Share |

Mountain Green residents hesitate to incorporate their city

Article Date: 
18 April, 2014 (All day)

A standing-room-only crowd seemingly agreed that now is not the right time to incorporate Mountain Green.  Local government representatives also revealed that Snowbasin officials do not favor incorporation.
While meeting organizer Raelene Blocker briefly discussed steps to incorporation, residents pressed her to find other options to address her concerns.  
“It does make sense to incorporate to keep the (tax revenue) home.  But right now there is no commercial base.  It would be funded on the backs of homeowners,” said resident Jim Bledsoe.  “This is a conversation we should have 15 years from now.”
Blocker, who has lived in the Cottonwoods area of Mountain Green for three years, said she contemplated incorporation of the area in order to provide a central gathering place, sense of community, and more say in local government.
“I personally think local government is the best government,” Blocker said.  
Morgan County Councilwoman Tina Kelley mentioned that as many as four of the seven county council members can come from the Mountain Green area.  
A common thread in the meeting was that Mountain Green residents feel distanced from the government decision makers.
Jesse Summers mentioned that there seems to be “animosity between everyone else in the county and Mountain Green.”
State Representative Mel Brown said that many cities incorporate for a sense of identity.
“Maybe some people would rather be Mountain Green than Morgan County,” Brown said.
Another reason is the right of self-determination and control, Brown said.
“As this place grows, the county has to create more special service districts or raise taxes in the entire county,” Brown said.  “The customs and culture of what brought you here is going to change.  Population increase is going to change the dynamics and will create a real headache for the county to provide services.
Brown said that if Mountain Green residents want more say in local government, they could pursue establishing a second planning commission, or township planning district.  Brown said such an approach has been successful in Summit County, where he lives.
“It has been successful,” said Brown, who lives in Coalville.  “Customs and cultures of different areas of the county deserve a say.”
Brown also discouraged county residents from considering special service districts.
“I am biased, but a special service district is the poorest form of government,” Brown said.  “They have taxing authority but the public doesn’t involve itself.  That is not good government.”

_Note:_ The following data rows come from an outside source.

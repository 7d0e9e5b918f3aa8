//! Rate limiting and retry logic for external API calls
//!
//! Every outbound HTTP client (search providers, the image service, the media
//! server) goes through a `RateLimitedClient` so a large scan cannot burst
//! past an upstream's request budget.

use std::num::NonZeroU32;
use std::sync::Arc;
use std::time::Duration;

use backoff::ExponentialBackoff;
use backoff::backoff::Backoff;
use governor::{
    Quota, RateLimiter,
    clock::DefaultClock,
    state::{InMemoryState, NotKeyed},
};
use reqwest::{Client, RequestBuilder, Response};
use tracing::{debug, warn};

/// Configuration for rate limiting
#[derive(Debug, Clone)]
pub struct RateLimitConfig {
    /// Maximum requests per second
    pub requests_per_second: u32,
    /// Burst capacity (allows short bursts above the rate)
    pub burst_size: u32,
}

impl Default for RateLimitConfig {
    fn default() -> Self {
        Self {
            requests_per_second: 2,
            burst_size: 5,
        }
    }
}

/// A rate-limited HTTP client wrapper
pub struct RateLimitedClient {
    client: Client,
    limiter: Arc<RateLimiter<NotKeyed, InMemoryState, DefaultClock>>,
    name: String,
}

impl RateLimitedClient {
    /// Create a new rate-limited client
    pub fn new(name: &str, config: RateLimitConfig) -> Self {
        let quota = Quota::per_second(
            NonZeroU32::new(config.requests_per_second).unwrap_or(NonZeroU32::MIN),
        )
        .allow_burst(NonZeroU32::new(config.burst_size).unwrap_or(NonZeroU32::MIN));

        let client = Client::builder()
            .timeout(Duration::from_secs(30))
            .user_agent(concat!("postersync/", env!("CARGO_PKG_VERSION")))
            .build()
            .unwrap_or_else(|e| {
                warn!(client = %name, error = %e, "Falling back to default HTTP client");
                Client::new()
            });

        Self {
            client,
            limiter: Arc::new(RateLimiter::direct(quota)),
            name: name.to_string(),
        }
    }

    /// Client for TMDB API
    pub fn for_tmdb() -> Self {
        // TMDB allows ~40 requests per 10 seconds, so ~4/sec with burst of 10
        Self::new(
            "tmdb",
            RateLimitConfig {
                requests_per_second: 4,
                burst_size: 10,
            },
        )
    }

    /// Client for the IMDb suggestion endpoint
    pub fn for_imdb() -> Self {
        // No published limits; stay conservative
        Self::new(
            "imdb",
            RateLimitConfig {
                requests_per_second: 2,
                burst_size: 4,
            },
        )
    }

    /// Client for the poster image service
    pub fn for_image_service() -> Self {
        Self::new(
            "images",
            RateLimitConfig {
                requests_per_second: 5,
                burst_size: 10,
            },
        )
    }

    /// Client for a local media server
    pub fn for_media_server() -> Self {
        Self::new(
            "plex",
            RateLimitConfig {
                requests_per_second: 10,
                burst_size: 20,
            },
        )
    }

    /// Wait for rate limit and make a GET request
    pub async fn get(&self, url: &str) -> reqwest::Result<Response> {
        self.wait_for_permit().await;
        debug!(client = %self.name, url = %url, "Making rate-limited GET request");
        self.client.get(url).send().await
    }

    /// Wait for rate limit and make a GET request with query parameters
    pub async fn get_with_query<T: serde::Serialize + ?Sized>(
        &self,
        url: &str,
        query: &T,
    ) -> reqwest::Result<Response> {
        self.wait_for_permit().await;
        debug!(client = %self.name, url = %url, "Making rate-limited GET request with query");
        self.client.get(url).query(query).send().await
    }

    /// Wait for rate limit and send a prepared request
    pub async fn send(&self, request: RequestBuilder) -> reqwest::Result<Response> {
        self.wait_for_permit().await;
        request.send().await
    }

    /// Get a reference to the underlying client for custom requests
    /// (caller is responsible for calling wait_for_permit or `send`)
    pub fn inner(&self) -> &Client {
        &self.client
    }

    /// Wait for a rate limit permit
    pub async fn wait_for_permit(&self) {
        self.limiter.until_ready().await;
    }
}

/// Retry configuration
#[derive(Debug, Clone)]
pub struct RetryConfig {
    /// Maximum number of retry attempts
    pub max_retries: u32,
    /// Initial backoff duration
    pub initial_interval: Duration,
    /// Maximum backoff duration
    pub max_interval: Duration,
    /// Multiplier for exponential backoff
    pub multiplier: f64,
}

impl Default for RetryConfig {
    fn default() -> Self {
        Self {
            max_retries: 3,
            initial_interval: Duration::from_millis(500),
            max_interval: Duration::from_secs(30),
            multiplier: 2.0,
        }
    }
}

impl RetryConfig {
    /// Create an ExponentialBackoff from this config
    pub fn to_backoff(&self) -> ExponentialBackoff {
        ExponentialBackoff {
            initial_interval: self.initial_interval,
            max_interval: self.max_interval,
            multiplier: self.multiplier,
            max_elapsed_time: Some(Duration::from_secs(120)),
            ..Default::default()
        }
    }
}

/// Execute an async operation, retrying only failures accepted by `should_retry`
pub async fn retry_async_if<T, E, Fut, F, P>(
    operation: F,
    config: &RetryConfig,
    operation_name: &str,
    should_retry: P,
) -> Result<T, E>
where
    F: Fn() -> Fut,
    Fut: std::future::Future<Output = Result<T, E>>,
    E: std::fmt::Display,
    P: Fn(&E) -> bool,
{
    let mut attempts = 0;
    let mut backoff = config.to_backoff();

    loop {
        attempts += 1;
        match operation().await {
            Ok(result) => return Ok(result),
            Err(e) => {
                if !should_retry(&e) {
                    return Err(e);
                }
                if attempts >= config.max_retries {
                    warn!(
                        operation = %operation_name,
                        attempts = attempts,
                        error = %e,
                        "Operation failed after max retries"
                    );
                    return Err(e);
                }

                if let Some(duration) = backoff.next_backoff() {
                    let retry_ms: u128 = duration.as_millis();
                    warn!(
                        operation = %operation_name,
                        attempt = attempts,
                        error = %e,
                        retry_in_ms = retry_ms,
                        "Operation failed, retrying"
                    );
                    tokio::time::sleep(duration).await;
                } else {
                    return Err(e);
                }
            }
        }
    }
}

/// Helper trait for retrying HTTP responses that might indicate rate limiting
pub trait ResponseExt {
    /// Check if the response indicates rate limiting (429)
    fn is_rate_limited(&self) -> bool;
}

impl ResponseExt for Response {
    fn is_rate_limited(&self) -> bool {
        self.status().as_u16() == 429
    }
}

/// 429 (rate limit), 408 (timeout) and 5xx are worth retrying
pub fn is_transient_status(status: u16) -> bool {
    status == 429 || status == 408 || (500..600).contains(&status)
}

Brown discussed incorporation efforts in Millcreek and Dutch John.
“We used to say Morgan is the best-kept secret in Utah, but we can’t say that anymore,” said resident John Triplett.  
 “Things are going to change no matter what.  Are we going to organize it?”  Blocker asked. 

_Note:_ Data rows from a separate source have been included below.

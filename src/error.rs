//! Error types for the collaborator seams of the pipeline
//!
//! None of these abort the work queue except `FetchError::QuotaExceeded`,
//! which disables it until the next drain. An id that cannot be resolved is
//! not an error at all: resolution returns `Outcome::NoMatch`.

use std::path::PathBuf;

use thiserror::Error;

/// Failures talking to the artwork image service or writing its output
#[derive(Debug, Error)]
pub enum FetchError {
    #[error("image service refused the request (HTTP {status}): {body}")]
    QuotaExceeded { status: u16, body: String },

    #[error("artwork not available (HTTP {0})")]
    NotAvailable(u16),

    #[error("network failure: {0}")]
    Network(#[from] reqwest::Error),

    #[error("failed to write {path}: {source}")]
    Write {
        path: PathBuf,
        #[source]
        source: std::io::Error,
    },
}

/// Failures from a title search provider or id translation
#[derive(Debug, Error)]
pub enum ProviderError {
    #[error("network failure: {0}")]
    Network(#[from] reqwest::Error),

    #[error("provider returned HTTP {0}")]
    Status(u16),

    #[error("provider rate limit exceeded")]
    RateLimited,

    #[error("provider is not configured: {0}")]
    NotConfigured(&'static str),
}

/// Technical probe failures; badge derivation is skipped but fetching continues
#[derive(Debug, Error)]
pub enum ProbeError {
    #[error("failed to run ffprobe: {0}")]
    Spawn(#[from] std::io::Error),

    #[error("ffprobe failed for '{path}': {message}")]
    Failed { path: PathBuf, message: String },

    #[error("failed to decode probe output: {0}")]
    Decode(#[from] serde_json::Error),
}

#[derive(Debug, Error)]
pub enum MediaServerError {
    #[error("media server is not configured")]
    NotConfigured,

    #[error("media server request failed: {0}")]
    Network(#[from] reqwest::Error),

    #[error("media server returned HTTP {0}")]
    Status(u16),
}

#[derive(Debug, Error)]
pub enum ConfigError {
    #[error("failed to access config file {path}: {source}")]
    Io {
        path: PathBuf,
        #[source]
        source: std::io::Error,
    },

    #[error("config file is not valid JSON: {0}")]
    Json(#[from] serde_json::Error),
}

/// Rejections from scan and re-match requests
#[derive(Debug, Error, PartialEq, Eq)]
pub enum ScanError {
    #[error("a full scan was started less than 5 seconds ago")]
    TooSoon,

    #[error("a full scan is already running")]
    AlreadyRunning,

    #[error("'{0}' is not a valid IMDb id")]
    InvalidId(String),

    #[error("no folder named '{0}' in the media folders")]
    FolderNotFound(String),

    #[error("no API key configured for the image service")]
    MissingApiKey,
}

She also is concerned with emergency service response times, as ambulance usually has to come to Mountain Green from Morgan City.
“We are getting an elderly population here,” she said.  “With a 10-minute wait time, time saves lives.”

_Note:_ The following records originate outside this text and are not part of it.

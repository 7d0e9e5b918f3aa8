//! Background job scheduling

use std::sync::Arc;
use std::time::Duration;

use tokio_cron_scheduler::{Job, JobScheduler};
use tracing::info;

use crate::config::Settings;
use crate::services::Scanner;

/// Shortest interval accepted for the full update check
const MIN_CHECK_INTERVAL: Duration = Duration::from_secs(60);

/// Interval between full update checks, from `checkFullUpdate`
pub fn full_update_interval(settings: &Settings) -> Duration {
    Duration::from_millis(settings.check_full_update).max(MIN_CHECK_INTERVAL)
}

/// Initialize and start the job scheduler
pub async fn start_scheduler(scanner: Arc<Scanner>, settings: &Settings) -> anyhow::Result<JobScheduler> {
    let scheduler = JobScheduler::new().await?;

    let interval = full_update_interval(settings);
    let full_update_job = Job::new_repeated_async(interval, move |_uuid, _l| {
        let scanner = scanner.clone();
        Box::pin(async move {
            let queued = scanner.full_update();
            if queued > 0 {
                info!(queued = queued, "Periodic full update queued items");
            }
        })
    })?;
    scheduler.add(full_update_job).await?;

    scheduler.start().await?;

    info!(interval_secs = interval.as_secs(), "Job scheduler started");
    Ok(scheduler)
}

#[cfg(test)]
mod tests {
    use super::*;

    #[test]
    fn test_full_update_interval() {
        let mut settings = Settings::default();
        assert_eq!(full_update_interval(&settings), Duration::from_secs(60 * 60));

        settings.check_full_update = 15 * 60 * 1000;
        assert_eq!(full_update_interval(&settings), Duration::from_secs(15 * 60));

        settings.check_full_update = 0;
        assert_eq!(full_update_interval(&settings), MIN_CHECK_INTERVAL);
    }
}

Resident David Potter said the county ambulance crew is open to place an ambulance in Mountain Green, since 15 percent of the county’s calls come from the Mountain Green area.
“They can have it down here in a week,” Potter said.  “Let’s work with what we have.”
Blocker would also like to see sidewalks for pedestrians, road conditions to accommodate bikers, soccer fields, recycling, a downtown gathering place and green space.
“We are increasing in population,” to the point where the population of Mountain Green exceeds the population of Morgan City, she said.  “We are constantly commuting and need to be worried about air pollution.
Blocker revealed three plat maps with possible city boundaries.  Although some participants scrutinized the maps, most of the time was spent in discussion.  
Many pointed out that the required feasibility of study would cost all the taxpayers in Morgan County.  A professional feasibility study exploring the economic issues of incorporation could cost as much as $60,000, said Morgan County Councilwoman Tina Kelley.  Brown said it would cost less, and could eventually be charged to the newly incorporated city.
Resident Mike McMillan is concerned with the extra cost another layer of government would bring with it.
Triplett agreed.
“Does Mountain Green need to be fixed?  Not now,” said Triplett, who has lived in Mountain Green for 32 years.  “If it ain’t broke, don’t fix it.”
The audience erupted in applause when one attendee said, “Starting a city is not cheap.  I haven’t heard anyone who can afford it.  I don’t have anything to complain about.  Why change what we’ve got and start over again.”
Long-time residents voiced their opposition to incorporation.
“The new-comers are causing the problems,” said Sheila Wilkinson.  “They come to our country home and want to change it to the city you just came from.”
Residents at the meeting said incorporation would be expensive and could take a long time to accomplish. 
Another roadblock could be Snowbasin’s resistance to Mountain Green incorporation.
“Snowbasin doesn’t want it and they will fight it,” Kelley said.
Bledsoe summed up that if people want changes, they should go to the county council first, form a second planning commission next, and only pursue incorporation as a last result.
“It is exciting to me to see you all here,” Blocker said to the large crowd at the Mountain Green Fire Station.  “We all care about Mountain Green and want the best.  It got you thinking.”